Noch werden die Dateien im falschen Verzeichnis erstellt (dort, wo die .class liegt), aber dem lässt sich sicher leicht beikommen.


----------



## Loep (6. Okt 2007)

Ruf die mal "rar.exe --help" per Windows-Commandline auf, dann findest du auch heraus wie du angibst, wo das Archive erstellt werden soll.


----------



## Ellie (7. Okt 2007)

Ja, hab's schon durch Ausprobieren gefunden: Erst Zielverzeichnis angeben, dann die zu archivierende Datei.


----------



## Wildcard (8. Okt 2007)

Wenn du entpacken willst kannst du auch die Java Bibliothek nehmen. Wenn du unbedingt das proprietäre rar entpacken willst, kannst du auch die Java Bindings von 7zip verwenden.


----------



## Loep (8. Okt 2007)

Es geht um Packen, nicht um Entpacken.


----------



## Wildcard (8. Okt 2007)

Loep hat gesagt.:
			
		

> Es geht um Packen, nicht um Entpacken.


In dem Fall würde ich mir erst recht überlegen ein freies Format zu verwenden.
Besonders als Linux Nutzer bin ich immer recht begeistert wenn jemand ein nützliches Programm schreibt, dann jedoch alles zerstört in dem er davon ausgeht das ein proprietäres Programm installiert ist, obwohl es wesentliche bessere Möglichkeiten gibt das Problem zu lösen.


----------



## Ellie (8. Okt 2007)

Danke für den Anstoß, hab noch mal gegoogelt und 7-Zip unterstützt tatsächlich ebenfalls das Erstellen von Teilarchiven. Da es sich auch per Kommandozeile ansteuern lässt, werde ich es wohl neben WinRar zur Auswahl stellen.


----------



## Wildcard (8. Okt 2007)

Es gibt wie gesagt auch eine Java lib für 7Zip. Damit kannst du direkt Archive erzeugen, ohne den Umweg über die Runtime zu gehen und die Plattformunabhängigkeit zu verlieren.


----------



## Ellie (13. Okt 2007)

Wildcard, kannst du eine konkrete nennen? Ich hab jetzt mehrmals nach einer 7-Zip Library in Java gesucht, aber nur diese Sachen gefunden:
(LZMA ist der Kompressionsalgorithmus von 7-Zip)

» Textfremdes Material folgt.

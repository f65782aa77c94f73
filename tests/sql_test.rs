mod common;

use stonebolt::{sql::session::Session, storage::Value};

#[test]
fn create_insert_select_round_trip() {
    common::setup();
    let mut session = Session::new();

    session.execute("CREATE TABLE accounts (id INT PRIMARY KEY, balance INT)").unwrap();
    let result = session.execute("INSERT INTO accounts VALUES (1, 100)").unwrap();
    assert_eq!(result.rows[0].get(0), &Value::BigInt64(1));

    session.execute("INSERT INTO accounts VALUES (2, 250)").unwrap();

    let result = session.execute("SELECT id, balance FROM accounts WHERE id = 2").unwrap();
    assert_eq!(result.rows.len(), 1);
    assert_eq!(result.rows[0].get(1), &Value::Int32(250));
}

#[test]
fn update_then_delete_via_sql() {
    common::setup();
    let mut session = Session::new();
    session.execute("CREATE TABLE accounts (id INT PRIMARY KEY, balance INT)").unwrap();
    session.execute("INSERT INTO accounts VALUES (1, 100)").unwrap();

    session.execute("UPDATE accounts SET balance = 500 WHERE id = 1").unwrap();
    let result = session.execute("SELECT id, balance FROM accounts WHERE id = 1").unwrap();
    assert_eq!(result.rows[0].get(1), &Value::Int32(500));

    session.execute("DELETE FROM accounts WHERE id = 1").unwrap();
    let result = session.execute("SELECT id, balance FROM accounts WHERE id = 1").unwrap();
    assert!(result.rows.is_empty());
}

#[test]
fn conjunction_where_clause_narrows_results() {
    common::setup();
    let mut session = Session::new();
    session.execute("CREATE TABLE accounts (id INT PRIMARY KEY, balance INT)").unwrap();
    for i in 0..20 {
        session.execute(&format!("INSERT INTO accounts VALUES ({}, {})", i, i * 10)).unwrap();
    }

    let result = session.execute("SELECT id FROM accounts WHERE id >= 5 AND id < 10").unwrap();
    let mut ids: Vec<i64> = result
        .rows
        .iter()
        .map(|t| match t.get(0) {
            Value::Int32(v) => *v as i64,
            other => panic!("unexpected value: {:?}", other),
        })
        .collect();
    ids.sort();
    assert_eq!(ids, vec![5, 6, 7, 8, 9]);
}

#[test]
fn create_index_then_show_and_describe() {
    common::setup();
    let mut session = Session::new();
    session.execute("CREATE TABLE accounts (id INT PRIMARY KEY, email CHAR(16))").unwrap();
    session.execute("INSERT INTO accounts VALUES (1, 'a@x.com')").unwrap();
    session.execute("CREATE UNIQUE INDEX accounts_email_idx ON accounts (email)").unwrap();

    let tables = session.execute("SHOW TABLES").unwrap();
    assert_eq!(tables.rows.len(), 1);
    assert_eq!(tables.rows[0].get(0), &Value::Char("accounts".to_string()));

    let indexes = session.execute("SHOW INDEX FROM accounts").unwrap();
    assert_eq!(indexes.rows.len(), 2);
    let names: Vec<String> = indexes
        .rows
        .iter()
        .map(|t| match t.get(0) {
            Value::Char(s) => s.clone(),
            other => panic!("unexpected value: {:?}", other),
        })
        .collect();
    assert!(names.contains(&"accounts_pkey".to_string()));
    assert!(names.contains(&"accounts_email_idx".to_string()));

    let described = session.execute("DESC accounts").unwrap();
    assert_eq!(described.rows.len(), 2);

    session.execute("DROP INDEX accounts_email_idx").unwrap();
    let indexes = session.execute("SHOW INDEX FROM accounts").unwrap();
    assert_eq!(indexes.rows.len(), 1);

    session.execute("DROP TABLE accounts").unwrap();
    let tables = session.execute("SHOW TABLES").unwrap();
    assert!(tables.rows.is_empty());
}

#[test]
fn bad_statement_aborts_without_poisoning_later_queries() {
    common::setup();
    let mut session = Session::new();
    session.execute("CREATE TABLE accounts (id INT PRIMARY KEY, balance INT)").unwrap();
    assert!(session.execute("SELECT id FROM missing_table").is_err());

    session.execute("INSERT INTO accounts VALUES (1, 10)").unwrap();
    let result = session.execute("SELECT id FROM accounts").unwrap();
    assert_eq!(result.rows.len(), 1);
}
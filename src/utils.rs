use std::{
    ops::Deref,
    sync::{RwLock, RwLockReadGuard, RwLockWriteGuard},
};

/// copy from https://github.com/tikv/tikv/blob/b15ea3b1cd766375cb52019e35c195ed797124df/components/tikv_util/src/lib.rs#L171-L186
///
/// A handy shortcut to replace `RwLock` write/read().unwrap() pattern to
/// shortcut wl and rl.
pub trait HandyRwLock<T> {
    fn wl(&self) -> RwLockWriteGuard<'_, T>;
    fn rl(&self) -> RwLockReadGuard<'_, T>;
}

impl<T> HandyRwLock<T> for RwLock<T> {
    fn wl(&self) -> RwLockWriteGuard<'_, T> {
        self.write().unwrap()
    }

    fn rl(&self) -> RwLockReadGuard<'_, T> {
        self.read().unwrap()
    }
}

pub fn lock_state<T>(lock: impl Deref<Target = RwLock<T>>) -> String {
    let is_read: bool = lock.try_read().is_err();
    let is_write: bool = lock.try_write().is_err();
    let is_poisoned: bool = lock.is_poisoned();
    format!("[r: {}, w: {}, p: {}]", is_read, is_write, is_poisoned)
}

pub fn init_log() {
    use std::io::Write;

    let _ = env_logger::Builder::from_default_env()
        .format_timestamp_millis()
        .format(|buf, record| {
            writeln!(
                buf,
                "[{} {}] [{}:{}] {}",
                record.level(),
                record.target(),
                record.file().unwrap_or("?"),
                record.line().unwrap_or(0),
                record.args()
            )
        })
        .is_test(cfg!(test))
        .try_init();
}
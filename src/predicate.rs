use std::fmt;

use crate::storage::{Tuple, Value};

/// Comparison operators a scan can push down into its own slot-by-slot
/// filtering. There is no general boolean expression tree here: each
/// clause tests exactly one tuple field against one literal value.
#[derive(Debug, Clone, Copy, PartialEq, Eq)]
pub enum Op {
    Equals,
    NotEquals,
    GreaterThan,
    GreaterThanOrEq,
    LessThan,
    LessThanOrEq,
}

/// One `field op value` test, the atom a `Predicate` conjoins.
#[derive(Clone)]
pub struct Clause {
    pub field_index: usize,
    pub op: Op,
    pub value: Value,
}

impl Clause {
    pub fn new(field_index: usize, op: Op, value: Value) -> Self {
        Self { field_index, op, value }
    }

    pub fn matches(&self, tuple: &Tuple) -> bool {
        let field = tuple.get(self.field_index);
        match self.op {
            Op::Equals => field == &self.value,
            Op::NotEquals => field != &self.value,
            Op::GreaterThan => field > &self.value,
            Op::GreaterThanOrEq => field >= &self.value,
            Op::LessThan => field < &self.value,
            Op::LessThanOrEq => field <= &self.value,
        }
    }
}

impl fmt::Display for Clause {
    fn fmt(&self, f: &mut fmt::Formatter) -> fmt::Result {
        write!(f, "field_index: {}, op: {:?}, value: {}", self.field_index, self.op, self.value)
    }
}

/// A conjunction of clauses, all of which a matching tuple must satisfy.
/// Built from a WHERE clause's `AND`-chained comparisons; a single
/// comparison is just a one-clause conjunction.
#[derive(Clone)]
pub struct Predicate {
    pub clauses: Vec<Clause>,
}

impl Predicate {
    pub fn new(field_index: usize, op: Op, value: Value) -> Self {
        Self { clauses: vec![Clause::new(field_index, op, value)] }
    }

    pub fn conjunction(clauses: Vec<Clause>) -> Self {
        Self { clauses }
    }

    pub fn matches(&self, tuple: &Tuple) -> bool {
        self.clauses.iter().all(|c| c.matches(tuple))
    }
}

impl fmt::Display for Predicate {
    fn fmt(&self, f: &mut fmt::Formatter) -> fmt::Result {
        let parts: Vec<String> = self.clauses.iter().map(|c| c.to_string()).collect();
        write!(f, "{}", parts.join(" AND "))
    }
}
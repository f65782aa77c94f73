use std::collections::{HashMap, HashSet};

use log::info;

use crate::{
    buffer_pool::BufferPool, catalog::Catalog, error::DbError,
    transaction::log_record::{LogPayload, LogRecordKind, INVALID_LSN},
    types::VoidResult,
};

use super::{log_manager::LogManager, TransactionID};

/// Runs the three explicit ARIES passes over the WAL at startup.
/// Analyze rebuilds the set of transactions that were active when the
/// engine stopped ("losers"); redo replays every logged change in LSN
/// order so the page images reflect everything that was ever durable;
/// undo walks each loser's prev-lsn chain backward, applying the
/// inverse of every operation it logged.
pub struct RecoveryManager;

impl RecoveryManager {
    pub fn recover(log_manager: &mut LogManager, buffer_pool: &mut BufferPool, catalog: &Catalog) -> VoidResult {
        let records = log_manager.read_all()?;
        if records.is_empty() {
            return Ok(());
        }

        let (losers, last_lsn_of, redo_list, max_lsn) = Self::analyze(&records);
        info!("recovery analyze: {} records, {} losers", records.len(), losers.len());

        Self::redo(&redo_list, buffer_pool, catalog)?;
        info!("recovery redo complete");

        Self::undo(&losers, &records, buffer_pool, catalog)?;
        info!("recovery undo complete, {} losers rolled back", losers.len());

        log_manager.set_next_lsn(max_lsn + 1);
        for tx in &losers {
            log_manager.prev_lsn_for(*tx);
        }
        let _ = last_lsn_of;
        Ok(())
    }

    /// Returns (losers, last-lsn-per-tx, records-in-redo-order, max-lsn-seen).
    #[allow(clippy::type_complexity)]
    fn analyze(
        records: &[(super::log_record::LogRecord, u64)],
    ) -> (HashSet<TransactionID>, HashMap<TransactionID, i64>, Vec<super::log_record::LogRecord>, i64) {
        let mut active: HashSet<TransactionID> = HashSet::new();
        let mut last_lsn_of: HashMap<TransactionID, i64> = HashMap::new();
        let mut max_lsn = INVALID_LSN;

        for (record, _) in records {
            let tx = record.txn_id as TransactionID;
            max_lsn = max_lsn.max(record.lsn);
            last_lsn_of.insert(tx, record.lsn);

            match record.kind() {
                LogRecordKind::Begin => {
                    active.insert(tx);
                }
                LogRecordKind::Commit | LogRecordKind::Abort => {
                    active.remove(&tx);
                }
                _ => {}
            }
        }

        let redo_list = records.iter().map(|(r, _)| r.clone()).collect();
        (active, last_lsn_of, redo_list, max_lsn)
    }

    /// Replays every logged change in LSN order, skipping pages whose
    /// durable `page_lsn` is already >= the record's lsn.
    fn redo(
        redo_list: &[super::log_record::LogRecord],
        buffer_pool: &mut BufferPool,
        catalog: &Catalog,
    ) -> VoidResult {
        for record in redo_list {
            match &record.payload {
                LogPayload::Insert { table_id, rid, record: bytes } => {
                    Self::redo_apply(buffer_pool, catalog, *table_id, rid.page_no, rid.slot_no, Some(bytes), record.lsn)?;
                }
                LogPayload::Delete { table_id, rid, .. } => {
                    Self::redo_apply(buffer_pool, catalog, *table_id, rid.page_no, rid.slot_no, None, record.lsn)?;
                }
                LogPayload::Update { table_id, rid, after, .. } => {
                    Self::redo_apply(buffer_pool, catalog, *table_id, rid.page_no, rid.slot_no, Some(after), record.lsn)?;
                }
                LogPayload::CreateTable { .. } => {
                    // catalog state is rebuilt independently at startup, nothing to redo here.
                }
                LogPayload::Begin | LogPayload::Commit | LogPayload::Abort => {}
            }
        }
        Ok(())
    }

    /// Walks each loser transaction's prev-lsn chain backward, undoing
    /// inserts with a delete, deletes with a re-insert of the saved
    /// image, and updates with the before-image.
    fn undo(
        losers: &HashSet<TransactionID>,
        records: &[(super::log_record::LogRecord, u64)],
        buffer_pool: &mut BufferPool,
        catalog: &Catalog,
    ) -> VoidResult {
        if losers.is_empty() {
            return Ok(());
        }

        let mut by_tx: HashMap<TransactionID, Vec<&super::log_record::LogRecord>> = HashMap::new();
        for (record, _) in records {
            let tx = record.txn_id as TransactionID;
            if losers.contains(&tx) {
                by_tx.entry(tx).or_default().push(record);
            }
        }

        for (_, mut chain) in by_tx {
            chain.sort_by_key(|r| std::cmp::Reverse(r.lsn));
            for record in chain {
                match &record.payload {
                    LogPayload::Insert { table_id, rid, .. } => {
                        Self::undo_apply(buffer_pool, catalog, *table_id, rid.page_no, rid.slot_no, None)?;
                    }
                    LogPayload::Delete { table_id, rid, record: bytes } => {
                        Self::undo_apply(buffer_pool, catalog, *table_id, rid.page_no, rid.slot_no, Some(bytes))?;
                    }
                    LogPayload::Update { table_id, rid, before, .. } => {
                        Self::undo_apply(buffer_pool, catalog, *table_id, rid.page_no, rid.slot_no, Some(before))?;
                    }
                    LogPayload::CreateTable { .. } | LogPayload::Begin | LogPayload::Commit | LogPayload::Abort => {}
                }
            }
        }
        Ok(())
    }

    /// Undoes a single still-active transaction's writes, in reverse
    /// order, without a disk scan. Used by `Transaction::abort`; the
    /// startup recovery path instead drives this logic via `undo` above
    /// since it must undo every loser transaction at once.
    pub fn undo_transaction(
        tx: TransactionID,
        log_manager: &LogManager,
        buffer_pool: &mut BufferPool,
        catalog: &Catalog,
    ) -> VoidResult {
        let mut records = log_manager.tx_records(tx);
        records.sort_by_key(|r| std::cmp::Reverse(r.lsn));
        for record in &records {
            match &record.payload {
                LogPayload::Insert { table_id, rid, .. } => {
                    Self::undo_apply(buffer_pool, catalog, *table_id, rid.page_no, rid.slot_no, None)?;
                }
                LogPayload::Delete { table_id, rid, record: bytes } => {
                    Self::undo_apply(buffer_pool, catalog, *table_id, rid.page_no, rid.slot_no, Some(bytes))?;
                }
                LogPayload::Update { table_id, rid, before, .. } => {
                    Self::undo_apply(buffer_pool, catalog, *table_id, rid.page_no, rid.slot_no, Some(before))?;
                }
                LogPayload::CreateTable { .. } | LogPayload::Begin | LogPayload::Commit | LogPayload::Abort => {}
            }
        }
        Ok(())
    }

    /// Applies a compensating action unconditionally: unlike `redo_apply`,
    /// undo must not skip a slot just because the page's `page_lsn` already
    /// matches the record being undone, since the forward action stamped
    /// that exact lsn on the page it is now compensating for.
    fn undo_apply(
        buffer_pool: &mut BufferPool,
        catalog: &Catalog,
        table_id: u32,
        page_no: u32,
        slot_no: u32,
        image: Option<&[u8]>,
    ) -> VoidResult {
        let (record_size, records_per_page) = catalog
            .record_layout(table_id)
            .ok_or_else(|| DbError::corruption(format!("unknown table {} during recovery", table_id)))?;

        let page_pod = buffer_pool.fetch_heap_page(table_id, page_no, record_size, records_per_page)?;
        {
            let mut page = crate::utils::HandyRwLock::wl(&page_pod);
            match image {
                Some(bytes) => page.set_record(slot_no as usize, bytes),
                None => page.clear_slot(slot_no as usize),
            }
        }
        buffer_pool.unpin_heap_page(table_id, page_no, true);
        Ok(())
    }

    fn redo_apply(
        buffer_pool: &mut BufferPool,
        catalog: &Catalog,
        table_id: u32,
        page_no: u32,
        slot_no: u32,
        image: Option<&[u8]>,
        lsn: i64,
    ) -> VoidResult {
        let (record_size, records_per_page) = catalog
            .record_layout(table_id)
            .ok_or_else(|| DbError::corruption(format!("unknown table {} during recovery", table_id)))?;

        let page_pod = buffer_pool.fetch_heap_page(table_id, page_no, record_size, records_per_page)?;
        {
            let mut page = crate::utils::HandyRwLock::wl(&page_pod);
            if (page.page_lsn() as i64) < lsn {
                match image {
                    Some(bytes) => page.set_record(slot_no as usize, bytes),
                    None => page.clear_slot(slot_no as usize),
                }
                page.set_page_lsn(lsn as u64);
            }
        }
        buffer_pool.unpin_heap_page(table_id, page_no, true);
        Ok(())
    }
}
use crate::{buffer_pool::BufferPool, storage::{Rid, Schema, Tuple}, types::Pod};

use super::page::HeapPage;

/// Sequential scan over every live record in a heap file, oldest page
/// first. Holds the current page pinned for the duration of its slots
/// and unpins before moving to the next one. `page_count` is the number
/// of data pages (page 0 is the file's header, not a data page), so
/// pages are visited `1..=page_count`.
pub struct HeapScan<'a> {
    buffer_pool: &'a mut BufferPool,
    table_id: u32,
    schema: Schema,
    record_size: usize,
    records_per_page: usize,
    page_count: u32,
    cur_page: u32,
    cur_slot: Option<usize>,
    current: Option<Pod<HeapPage>>,
}

impl<'a> HeapScan<'a> {
    pub fn new(
        buffer_pool: &'a mut BufferPool,
        table_id: u32,
        schema: Schema,
        record_size: usize,
        records_per_page: usize,
        page_count: u32,
    ) -> Self {
        Self {
            buffer_pool,
            table_id,
            schema,
            record_size,
            records_per_page,
            page_count,
            cur_page: 1,
            cur_slot: None,
            current: None,
        }
    }
}

impl Iterator for HeapScan<'_> {
    type Item = (Rid, Tuple);

    fn next(&mut self) -> Option<Self::Item> {
        loop {
            if self.current.is_none() {
                if self.cur_page > self.page_count {
                    return None;
                }
                match self.buffer_pool.fetch_heap_page(
                    self.table_id,
                    self.cur_page,
                    self.record_size,
                    self.records_per_page,
                ) {
                    Ok(page) => self.current = Some(page),
                    Err(_) => return None,
                }
                self.cur_slot = None;
            }

            let page_pod = self.current.as_ref().unwrap().clone();
            let next_slot = {
                let page = crate::utils::HandyRwLock::rl(&page_pod);
                page.next_set_bit(self.cur_slot)
            };

            match next_slot {
                Some(slot) => {
                    self.cur_slot = Some(slot);
                    let tuple = {
                        let page = crate::utils::HandyRwLock::rl(&page_pod);
                        Tuple::from_bytes(&self.schema, page.get_record(slot).unwrap())
                    };
                    return Some((Rid::new(self.cur_page, slot as u32), tuple));
                }
                None => {
                    self.buffer_pool.unpin_heap_page(self.table_id, self.cur_page, false);
                    self.current = None;
                    self.cur_page += 1;
                }
            }
        }
    }
}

1. Das LZMA-SDK mit einer Java-Implementierung
Enthält keinerlei Dokumentation. Die Quellcode-Dateien sind nicht auskommentiert, folglich nützen mir auch Javadocs wenig.
2. LZMA Streams in Java 
Ebenso. (In beiden Fällen ließen sich auch mit Google keine Dokumentationen oder Tutorials finden.)
3. Es gibt noch eine Library namens J7Zip, aber die kann nur entpacken, nicht archivieren.

Ich sollte vielleicht mal einen Extrathread mit der Frage nach Java-7-Zip aufmachen.


----------